The treatment of pilonidal sinus disease with crystallized phenol is minimally invasive. There is no need for surgery room settings. Therefore, the physician can apply the crystallized phenol alone without any need for further assistance in outpatient clinic settings. Treatment with crystallized phenol improves quality of life in patients with pilonidal sinus disease (3). After the application of crystallized phenol, the patients can sit normally on a chair and on the toilet without any precautions. Moreover, the patients are allowed to travel after the procedure. Compared to surgical treatment of pilonidal sinus with excision and primary closure, crystallized phenol treatment results in less perioperative pain and a shorter postoperative rest period. There is no need to remain in the hospital because patients may return to their normal daily activities after the procedure. Wound care is not complicated because no wound dressing is needed. In addition to the patients' swift recovery, the cosmetic results are excellent. Because no stitches or drains are used, there is no surgical scar after treatment. The closure of sinus openings without any leakage is accepted as healing.
Possible postoperative complications are mild pain, discomfort, purulent discharge, and abscess formation. However, these complications can be treated with non-steroidal anti-inflammatory drugs and antibiotics such as ciprofloxacin in combination with metronidazole.
Crystallized phenol application is an effective treatment option with low recurrence rates. The 44 of 50 patients with pilonidal sinus disease treated with three-step crystallized phenol technique at Devrek State Hospital healed completely with an 88% cure rate. The 6-month follow-up of the patients revealed no recurrences.

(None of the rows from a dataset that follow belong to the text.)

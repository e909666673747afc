//! Integration tests for endpoint selection through the registry.

use crate::mock_infrastructure::endpoint_config;
use ember_core::{
    types::TransportKind,
    upstream::{EndpointConfig, EndpointRegistry, HealthPolicy, SelectOptions},
};
use std::collections::HashMap;

const SAMPLES: usize = 10_000;

fn sample(registry: &EndpointRegistry, kind: TransportKind, options: &SelectOptions) -> HashMap<String, usize> {
    let mut counts = HashMap::new();
    for _ in 0..SAMPLES {
        let endpoint = registry.select_endpoint(kind, options).expect("an endpoint is eligible");
        *counts.entry(endpoint.id.clone()).or_insert(0) += 1;
    }
    counts
}

#[test]
fn test_weighted_selection_follows_weights() {
    let registry = EndpointRegistry::new(HealthPolicy::default());
    registry.register_endpoint("heavy", endpoint_config("https://heavy.example.com", 5, 3)).unwrap();
    registry.register_endpoint("light", endpoint_config("https://light.example.com", 5, 1)).unwrap();

    let counts = sample(&registry, TransportKind::Standard, &SelectOptions::default());

    #[allow(clippy::cast_precision_loss)]
    let heavy_share = counts.get("heavy").copied().unwrap_or(0) as f64 / SAMPLES as f64;
    assert!((0.70..=0.80).contains(&heavy_share), "heavy share was {heavy_share}");
}

#[test]
fn test_only_top_ranked_candidates_are_drawn() {
    let registry = EndpointRegistry::new(HealthPolicy::default());
    for (id, priority) in [("p10", 10), ("p9", 9), ("p8", 8), ("p1", 1)] {
        registry
            .register_endpoint(id, endpoint_config(&format!("https://{id}.example.com"), priority, 1))
            .unwrap();
    }

    let counts = sample(&registry, TransportKind::Standard, &SelectOptions::default());
    assert_eq!(counts.get("p1"), None, "fourth-ranked endpoint is outside the draw pool");
    assert_eq!(counts.len(), 3);
}

#[test]
fn test_staked_preference_pulls_low_priority_endpoint_into_pool() {
    let registry = EndpointRegistry::new(HealthPolicy::default());
    for (id, priority) in [("p10", 10), ("p9", 9), ("p8", 8)] {
        registry
            .register_endpoint(id, endpoint_config(&format!("https://{id}.example.com"), priority, 1))
            .unwrap();
    }
    registry
        .register_endpoint(
            "staked",
            EndpointConfig::new("https://staked.example.com", TransportKind::Standard)
                .with_priority(1)
                .with_staked(true),
        )
        .unwrap();

    let plain = sample(&registry, TransportKind::Standard, &SelectOptions::default());
    assert_eq!(plain.get("staked"), None);

    let preferred = sample(&registry, TransportKind::Standard, &SelectOptions::default().prefer_staked(true));
    assert!(preferred.contains_key("staked"));
    assert_eq!(preferred.get("p8"), None);

    let excluded = SelectOptions::default().prefer_staked(true).exclude("p10").exclude("p9");
    let counts = sample(&registry, TransportKind::Standard, &excluded);
    assert_eq!(counts.len(), 2);
    assert!(counts.contains_key("staked") && counts.contains_key("p8"));
}

#[test]
fn test_unhealthy_kind_falls_back_to_other_kinds() {
    let registry = EndpointRegistry::new(HealthPolicy::default());
    registry
        .register_endpoint("das", EndpointConfig::new("https://das.example.com", TransportKind::Das))
        .unwrap();
    registry.register_endpoint("rpc", endpoint_config("https://rpc.example.com", 1, 1)).unwrap();

    for _ in 0..3 {
        registry.apply_probe_failure("das", "timeout");
    }

    let fallback = registry.select_endpoint(TransportKind::Das, &SelectOptions::default()).unwrap();
    assert_eq!(fallback.id, "rpc");

    let strict = SelectOptions::default().without_cross_kind_fallback();
    assert!(registry.select_endpoint(TransportKind::Das, &strict).is_none());

    let any_health = SelectOptions::default().require_healthy(false).without_cross_kind_fallback();
    assert_eq!(registry.select_endpoint(TransportKind::Das, &any_health).unwrap().id, "das");
}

However, Girgin et al. achieved a cure rate of 64.5% in patients with pilonidal sinus disease after a single phenol application and a cure rate of 95% with two or more applications. Girgin et al. did not observe any recurrence during 22 months of follow-up (4). Furthermore, Kaymakcioglu et al. applied 80% phenol to 143 patients with pilonidal sinus disease and recurrence was observed in only 12 (8.2%) patients during 2 years of follow-up (5).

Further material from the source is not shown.